### Data supplied
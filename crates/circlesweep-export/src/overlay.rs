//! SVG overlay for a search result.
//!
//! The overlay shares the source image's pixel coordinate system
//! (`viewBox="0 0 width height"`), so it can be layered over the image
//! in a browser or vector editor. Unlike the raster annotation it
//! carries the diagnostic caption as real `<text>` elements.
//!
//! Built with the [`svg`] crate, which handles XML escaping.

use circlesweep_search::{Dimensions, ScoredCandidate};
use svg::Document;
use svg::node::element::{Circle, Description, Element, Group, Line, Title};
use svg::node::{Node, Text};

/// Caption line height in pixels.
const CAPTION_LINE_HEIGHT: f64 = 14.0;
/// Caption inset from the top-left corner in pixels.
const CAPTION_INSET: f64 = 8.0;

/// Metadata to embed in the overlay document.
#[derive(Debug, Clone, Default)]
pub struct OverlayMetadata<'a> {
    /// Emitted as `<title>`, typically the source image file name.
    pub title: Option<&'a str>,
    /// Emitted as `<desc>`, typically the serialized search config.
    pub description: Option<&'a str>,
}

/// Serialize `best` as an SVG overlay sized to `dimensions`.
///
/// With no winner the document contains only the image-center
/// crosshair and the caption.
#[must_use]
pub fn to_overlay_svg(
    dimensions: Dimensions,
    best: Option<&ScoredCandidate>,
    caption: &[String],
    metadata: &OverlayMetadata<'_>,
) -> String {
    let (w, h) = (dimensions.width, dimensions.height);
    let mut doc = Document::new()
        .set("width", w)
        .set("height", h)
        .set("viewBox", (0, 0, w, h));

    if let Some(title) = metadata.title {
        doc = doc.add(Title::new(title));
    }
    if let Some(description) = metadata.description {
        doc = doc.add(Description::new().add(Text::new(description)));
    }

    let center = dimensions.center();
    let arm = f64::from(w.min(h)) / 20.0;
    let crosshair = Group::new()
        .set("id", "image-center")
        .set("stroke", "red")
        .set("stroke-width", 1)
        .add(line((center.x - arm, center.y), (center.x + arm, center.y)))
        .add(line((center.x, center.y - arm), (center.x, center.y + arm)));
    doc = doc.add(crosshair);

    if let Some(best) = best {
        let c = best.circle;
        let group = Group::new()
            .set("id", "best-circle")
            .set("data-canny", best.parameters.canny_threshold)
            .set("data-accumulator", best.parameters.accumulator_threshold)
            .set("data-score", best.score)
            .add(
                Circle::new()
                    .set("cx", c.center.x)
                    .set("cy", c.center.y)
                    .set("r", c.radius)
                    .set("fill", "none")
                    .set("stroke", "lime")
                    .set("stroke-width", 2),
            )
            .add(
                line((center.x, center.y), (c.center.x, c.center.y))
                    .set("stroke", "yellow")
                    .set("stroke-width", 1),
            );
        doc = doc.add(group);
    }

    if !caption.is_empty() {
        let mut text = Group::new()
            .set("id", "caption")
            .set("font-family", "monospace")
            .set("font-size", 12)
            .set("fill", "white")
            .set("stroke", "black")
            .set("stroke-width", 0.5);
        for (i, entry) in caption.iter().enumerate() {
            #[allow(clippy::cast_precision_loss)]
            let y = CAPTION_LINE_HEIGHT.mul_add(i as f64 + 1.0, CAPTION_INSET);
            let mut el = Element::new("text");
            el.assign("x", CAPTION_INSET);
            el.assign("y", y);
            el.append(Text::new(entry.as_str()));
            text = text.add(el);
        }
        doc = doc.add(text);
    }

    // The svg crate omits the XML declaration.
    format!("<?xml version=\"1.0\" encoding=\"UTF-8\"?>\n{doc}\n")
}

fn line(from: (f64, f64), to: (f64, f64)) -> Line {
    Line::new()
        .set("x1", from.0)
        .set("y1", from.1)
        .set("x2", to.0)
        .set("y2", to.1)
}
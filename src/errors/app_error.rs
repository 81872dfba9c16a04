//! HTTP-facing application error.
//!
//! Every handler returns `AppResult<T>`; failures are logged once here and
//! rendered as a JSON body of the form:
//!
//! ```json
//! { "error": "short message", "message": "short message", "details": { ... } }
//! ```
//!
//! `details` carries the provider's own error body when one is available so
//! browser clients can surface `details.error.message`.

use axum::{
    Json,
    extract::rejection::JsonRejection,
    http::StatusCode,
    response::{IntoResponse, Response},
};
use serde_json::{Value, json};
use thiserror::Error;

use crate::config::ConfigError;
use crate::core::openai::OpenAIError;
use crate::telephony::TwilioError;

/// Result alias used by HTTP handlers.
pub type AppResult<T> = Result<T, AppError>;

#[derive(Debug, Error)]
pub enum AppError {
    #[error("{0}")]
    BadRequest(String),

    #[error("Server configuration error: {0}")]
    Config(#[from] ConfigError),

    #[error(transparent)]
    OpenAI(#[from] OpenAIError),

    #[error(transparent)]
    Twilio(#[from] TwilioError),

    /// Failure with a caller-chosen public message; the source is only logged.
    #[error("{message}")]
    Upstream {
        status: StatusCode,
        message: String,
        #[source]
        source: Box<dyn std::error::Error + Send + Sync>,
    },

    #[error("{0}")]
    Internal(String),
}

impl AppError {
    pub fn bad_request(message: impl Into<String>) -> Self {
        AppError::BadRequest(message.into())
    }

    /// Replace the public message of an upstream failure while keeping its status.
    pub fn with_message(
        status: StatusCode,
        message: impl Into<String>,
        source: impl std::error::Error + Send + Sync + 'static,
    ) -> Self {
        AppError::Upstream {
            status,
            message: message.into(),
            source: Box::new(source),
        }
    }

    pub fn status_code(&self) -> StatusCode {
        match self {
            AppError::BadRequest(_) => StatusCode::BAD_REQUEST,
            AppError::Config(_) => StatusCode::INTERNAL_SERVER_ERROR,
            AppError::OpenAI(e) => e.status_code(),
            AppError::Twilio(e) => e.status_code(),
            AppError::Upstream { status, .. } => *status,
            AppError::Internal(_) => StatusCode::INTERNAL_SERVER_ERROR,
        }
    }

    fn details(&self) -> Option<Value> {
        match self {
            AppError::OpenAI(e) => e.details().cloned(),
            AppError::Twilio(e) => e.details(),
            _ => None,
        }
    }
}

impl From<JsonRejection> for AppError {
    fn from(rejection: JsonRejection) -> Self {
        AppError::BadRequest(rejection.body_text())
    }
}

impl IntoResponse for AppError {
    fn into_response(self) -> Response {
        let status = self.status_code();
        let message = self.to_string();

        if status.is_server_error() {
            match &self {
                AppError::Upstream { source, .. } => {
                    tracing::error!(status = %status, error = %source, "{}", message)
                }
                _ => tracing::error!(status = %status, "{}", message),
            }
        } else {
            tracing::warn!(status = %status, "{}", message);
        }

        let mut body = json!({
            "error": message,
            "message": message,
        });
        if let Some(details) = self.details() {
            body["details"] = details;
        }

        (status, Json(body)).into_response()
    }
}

### What the task asks
Could you please copy the lines above exactly, beginning at the first and ending at the line that contains "const CAPTION_LINE_HEIGHT: f64 = 14.0;"?

### Problem solution
filename crates/circlesweep-export/src/overlay.rs
//! SVG overlay for a search result.
//!
//! The overlay shares the source image's pixel coordinate system
//! (`viewBox="0 0 width height"`), so it can be layered over the image
//! in a browser or vector editor. Unlike the raster annotation it
//! carries the diagnostic caption as real `<text>` elements.
//!
//! Built with the [`svg`] crate, which handles XML escaping.

use circlesweep_search::{Dimensions, ScoredCandidate};
use svg::Document;
use svg::node::element::{Circle, Description, Element, Group, Line, Title};
use svg::node::{Node, Text};

/// Caption line height in pixels.
const CAPTION_LINE_HEIGHT: f64 = 14.0;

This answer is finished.